%%

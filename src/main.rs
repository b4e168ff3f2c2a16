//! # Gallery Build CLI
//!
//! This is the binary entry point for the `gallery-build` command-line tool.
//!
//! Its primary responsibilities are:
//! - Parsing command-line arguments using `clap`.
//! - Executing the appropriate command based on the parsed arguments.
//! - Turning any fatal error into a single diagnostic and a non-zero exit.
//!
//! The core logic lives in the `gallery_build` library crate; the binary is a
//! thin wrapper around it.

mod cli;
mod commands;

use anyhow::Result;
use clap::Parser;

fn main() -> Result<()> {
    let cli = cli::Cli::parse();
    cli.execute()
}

%%

### What the task requires
Copy the stretch of the records above that runs from the line with "This is the" through the line with "fn main() ->". Both end lines belong in the copy, and nothing else does.

### Output for this task
//! This is the binary entry point for the `gallery-build` command-line tool.
//!
//! Its primary responsibilities are:
//! - Parsing command-line arguments using `clap`.
//! - Executing the appropriate command based on the parsed arguments.
//! - Turning any fatal error into a single diagnostic and a non-zero exit.
//!
//! The core logic lives in the `gallery_build` library crate; the binary is a
//! thin wrapper around it.

mod cli;
mod commands;

use anyhow::Result;
use clap::Parser;

fn main() -> Result<()> {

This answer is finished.